Though Royse doesn’t deny that the act was an act of rape, she softens the blow by listing off the girl’s credentials as a willing victim:
I had watched the woman in question flirt aggressively with my friend for weeks. I had watched her sit on his lap, dance with him, twirl his hair in her fingers. I had seen her at parties discussing the various kinds of sex work she had done, and the pleasure with which she explored her own very fluid sexuality, all while looking my friend straight in the eye.

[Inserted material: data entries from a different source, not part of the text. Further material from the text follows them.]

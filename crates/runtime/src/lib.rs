pub mod event_bus;
pub mod generation;
pub mod scheduler;

pub use event_bus::*;
pub use generation::*;
pub use scheduler::*;
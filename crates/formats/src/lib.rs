pub mod boundary;
pub mod shelter_feed;
pub mod source;

pub use boundary::*;
pub use shelter_feed::*;
pub use source::*;
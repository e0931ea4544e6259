//! Headless map rendering and feed statistics for the `rescue-atlas` CLI.

use std::cell::RefCell;

use dashboard::{DashboardConfig, DashboardData, LoadError, MapComponent, load_current, load_view};
use formats::{FeedError, GeoSource, LocalBoxFuture, ShelterFeed, SourceError};
use layers::{Painter, SvgPainter};
use runtime::ManualFrameHost;
use scene::{ValueTable, ViewState};
use serde::Serialize;
use tracing::{debug, info};

/// Frames pumped before giving up on an animation that will not settle.
const MAX_FRAMES: usize = 1000;

#[derive(Debug)]
pub enum ToolError {
    Load(LoadError),
    Source(SourceError),
    Feed(FeedError),
    Config(dashboard::ConfigError),
    Io(std::io::Error),
    Json(serde_json::Error),
    UnknownRegion(String),
    /// A load finished but a newer one had replaced it.
    Superseded,
}

impl std::fmt::Display for ToolError {
    fn fmt(&self, f: &mut std::fmt::Formatter<'_>) -> std::fmt::Result {
        match self {
            ToolError::Load(e) => write!(f, "map load failed: {e}"),
            ToolError::Source(e) => write!(f, "{e}"),
            ToolError::Feed(e) => write!(f, "{e}"),
            ToolError::Config(e) => write!(f, "{e}"),
            ToolError::Io(e) => write!(f, "I/O error: {e}"),
            ToolError::Json(e) => write!(f, "JSON error: {e}"),
            ToolError::UnknownRegion(name) => write!(f, "no region named {name:?} in the loaded map"),
            ToolError::Superseded => write!(f, "map load was superseded"),
        }
    }
}

impl std::error::Error for ToolError {
    fn source(&self) -> Option<&(dyn std::error::Error + 'static)> {
        match self {
            ToolError::Load(e) => Some(e),
            ToolError::Source(e) => Some(e),
            ToolError::Feed(e) => Some(e),
            ToolError::Config(e) => Some(e),
            ToolError::Io(e) => Some(e),
            ToolError::Json(e) => Some(e),
            ToolError::UnknownRegion(_) | ToolError::Superseded => None,
        }
    }
}

impl From<LoadError> for ToolError {
    fn from(e: LoadError) -> Self {
        ToolError::Load(e)
    }
}

impl From<SourceError> for ToolError {
    fn from(e: SourceError) -> Self {
        ToolError::Source(e)
    }
}

impl From<FeedError> for ToolError {
    fn from(e: FeedError) -> Self {
        ToolError::Feed(e)
    }
}

impl From<dashboard::ConfigError> for ToolError {
    fn from(e: dashboard::ConfigError) -> Self {
        ToolError::Config(e)
    }
}

impl From<std::io::Error> for ToolError {
    fn from(e: std::io::Error) -> Self {
        ToolError::Io(e)
    }
}

/// HTTP fetches through reqwest. Non-2xx answers are errors.
#[derive(Debug, Clone, Default)]
pub struct ReqwestSource {
    client: reqwest::Client,
}

impl ReqwestSource {
    pub fn new(client: reqwest::Client) -> Self {
        Self { client }
    }
}

impl GeoSource for ReqwestSource {
    fn fetch_text<'a>(&'a self, url: &'a str) -> LocalBoxFuture<'a, Result<String, SourceError>> {
        Box::pin(async move {
            let network = |e: reqwest::Error| SourceError::Network {
                url: url.to_string(),
                message: e.to_string(),
            };
            let resp = self.client.get(url).send().await.map_err(network)?;
            let status = resp.status();
            if !status.is_success() {
                return Err(SourceError::Status {
                    url: url.to_string(),
                    status: status.as_u16(),
                });
            }
            resp.text().await.map_err(network)
        })
    }
}

/// What to draw.
#[derive(Debug, Clone, PartialEq)]
pub struct RenderRequest {
    pub view: ViewState,
    /// Region to lift, by display name.
    pub hover: Option<String>,
    pub width: u32,
    pub height: u32,
    /// Drill-down overrides, usually the feed's city pressure table.
    pub overrides: Option<ValueTable>,
}

/// Run frames until the animation stops. Returns how many frames ran.
pub fn settle<P: Painter + ?Sized>(
    component: &RefCell<MapComponent>,
    host: &ManualFrameHost,
    painter: &mut P,
) -> usize {
    let mut frames = 0;
    while let Some(handle) = host.take_next() {
        component.borrow_mut().on_frame(handle, painter);
        frames += 1;
        if frames >= MAX_FRAMES {
            break;
        }
    }
    debug!(frames, "animation settled");
    frames
}

/// Load the requested view, settle the hover animation and return the frame
/// as an SVG document.
pub async fn render_svg<S>(source: &S, config: &DashboardConfig, request: &RenderRequest) -> Result<String, ToolError>
where
    S: GeoSource + ?Sized,
{
    let host = ManualFrameHost::new();
    let component = RefCell::new(
        MapComponent::new(
            config.views.clone(),
            Box::new(host.clone()),
            f64::from(request.width),
            f64::from(request.height),
        )
        .with_tooltip_offset(config.tooltip_offset()),
    );
    if let Some(table) = &request.overrides {
        component.borrow_mut().set_override_table(table.clone());
    }

    applied(load_current(&component, source).await?)?;
    if request.view == ViewState::DrillDown {
        let region = &config.views.drill_down_region;
        if !component.borrow_mut().set_hover(Some(region.as_str())) {
            return Err(ToolError::UnknownRegion(region.clone()));
        }
        let ticket = component.borrow_mut().click();
        if let Some(ticket) = ticket {
            applied(load_view(&component, source, ticket).await?)?;
        }
    }

    if let Some(name) = &request.hover {
        if !component.borrow_mut().set_hover(Some(name.as_str())) {
            return Err(ToolError::UnknownRegion(name.clone()));
        }
    }

    let mut svg = SvgPainter::new();
    settle(&component, &host, &mut svg);
    // Draw the settled frame even if nothing was animating.
    component.borrow().render(&mut svg);
    info!(
        regions = component.borrow().model().len(),
        paths = svg.element_count(),
        "map rendered"
    );
    Ok(svg.finish())
}

fn applied(outcome: dashboard::LoadOutcome) -> Result<(), ToolError> {
    match outcome {
        dashboard::LoadOutcome::Applied { .. } => Ok(()),
        dashboard::LoadOutcome::Stale => Err(ToolError::Superseded),
    }
}

/// Fetch and parse the shelter feed.
pub async fn fetch_feed<S>(source: &S, url: &str) -> Result<ShelterFeed, ToolError>
where
    S: GeoSource + ?Sized,
{
    let text = source.fetch_text(url).await?;
    Ok(ShelterFeed::from_json_str(&text)?)
}

#[derive(Debug, Serialize)]
struct StatsJson<'a> {
    summary: compute::RegionSummary,
    summary_class: &'static str,
    top: &'a [compute::ShelterLoad],
    outcomes: compute::ProcessStateCounts,
    city_pressure: &'a ValueTable,
    protected: usize,
}

pub fn stats_json(data: &DashboardData, config: &DashboardConfig) -> Result<String, ToolError> {
    let out = StatsJson {
        summary: data.summary,
        summary_class: data.summary_class(config).card_css(),
        top: &data.top,
        outcomes: data.outcomes,
        city_pressure: &data.city_pressure,
        protected: data.protected.len(),
    };
    serde_json::to_string_pretty(&out).map_err(ToolError::Json)
}

/// Plain-text report of the derived dashboard numbers.
pub fn stats_report(data: &DashboardData, config: &DashboardConfig) -> String {
    let s = &data.summary;
    let mut out = String::new();
    out.push_str(&format!("{} summary\n", config.region));
    out.push_str(&format!("  capacity        {}\n", compute::format_grouped(s.total_capacity)));
    out.push_str(&format!("  in care         {}\n", compute::format_grouped(s.notice_count)));
    out.push_str(&format!(
        "  pressure        {}% ({})\n",
        s.total_pressure,
        data.summary_class(config).card_css()
    ));
    out.push_str(&format!("  shelters        {}\n", s.total_shelters));
    out.push_str(&format!("  vets            {}\n", s.vet_person_cnt));
    out.push_str(&format!("  specialists     {}\n", s.specs_person_cnt));

    out.push_str(&format!("\ntop {} shelters by pressure\n", data.top.len()));
    for (rank, shelter) in data.top.iter().enumerate() {
        let class = compute::PressureClass::for_progress(shelter.pressure, config.thresholds);
        out.push_str(&format!(
            "  {}. {} {}/{} {}% [{}]\n",
            rank + 1,
            shelter.name,
            shelter.count,
            shelter.capacity,
            shelter.pressure,
            class.progress_css()
        ));
    }

    out.push_str("\nlast 30 days\n");
    for bar in data.outcomes.bars() {
        out.push_str(&format!("  {} {}\n", bar.label, bar.count));
    }

    out.push_str("\ncity pressure\n");
    for (city, value) in data.city_pressure.iter() {
        out.push_str(&format!("  {city} {value}%\n"));
    }
    out
}
use super::Vec2;
use crate::bounds::Aabb2;

/// Fraction of the canvas the fitted extent may occupy.
pub const FIT_MARGIN: f64 = 0.9;

/// Fits a planar (lon, lat) extent into a canvas of `width` x `height` pixels.
///
/// One uniform scale is used for both axes, so the extent keeps its aspect
/// ratio and is centered (letterboxed) in the remaining space. Canvas Y grows
/// downward, geographic Y grows upward, so Y is flipped.
#[derive(Debug, Copy, Clone, PartialEq)]
pub struct FitProjector {
    pub extent: Aabb2,
    pub width: f64,
    pub height: f64,
    pub scale: f64,
    pub offset: Vec2,
}

impl FitProjector {
    /// Returns `None` when the extent is empty (nothing has been loaded).
    pub fn new(extent: Aabb2, width: f64, height: f64) -> Option<Self> {
        if !extent.is_valid() {
            return None;
        }
        let ew = extent.width();
        let eh = extent.height();
        // A zero-sized axis does not constrain the scale.
        let sx = if ew > 0.0 { width / ew } else { f64::INFINITY };
        let sy = if eh > 0.0 { height / eh } else { f64::INFINITY };
        let fit = sx.min(sy);
        let scale = if fit.is_finite() { fit * FIT_MARGIN } else { 1.0 };
        let offset = Vec2::new((width - ew * scale) / 2.0, (height - eh * scale) / 2.0);
        Some(Self {
            extent,
            width,
            height,
            scale,
            offset,
        })
    }

    /// Geographic (lng, lat) to canvas pixels.
    pub fn project(&self, lng: f64, lat: f64) -> Vec2 {
        let x = (lng - self.extent.min[0]) * self.scale + self.offset.x;
        let y = self.height - ((lat - self.extent.min[1]) * self.scale + self.offset.y);
        Vec2::new(x, y)
    }

    pub fn project_point(&self, p: Vec2) -> Vec2 {
        self.project(p.x, p.y)
    }
}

Only she knows what signals she intended to send out. But many of us can guess the signals he received.
Royse states over and over again that she isn’t victim blaming or being a rape-apologist and then in the same breath goes on to say something that is problematic, but expects her credentials as a feminist to clear her of any suspicion.
Of course, this is a familiar picture and an attitude that is worryingly prevalent. Attitudes towards rape, even by those such as Royse who pit themselves as defenders of rape victims, are often entrenched with misogynistic values and a tendency to try to defend the Nice Guy.
For example, a 2008 debate on Sciforums.com on the topic: “sex without consent is always rape.” Debaters tried to list a number of scenarios where sex without consent isn’t rape and is acceptable…
I mean Joe has sex with a woman who is unconscious due to alchohol. [sic] He gently screws her with condom, no force, no disease passed. The woman will have no recollection of the event whatsoever and she wasn’t a virgin to begin with.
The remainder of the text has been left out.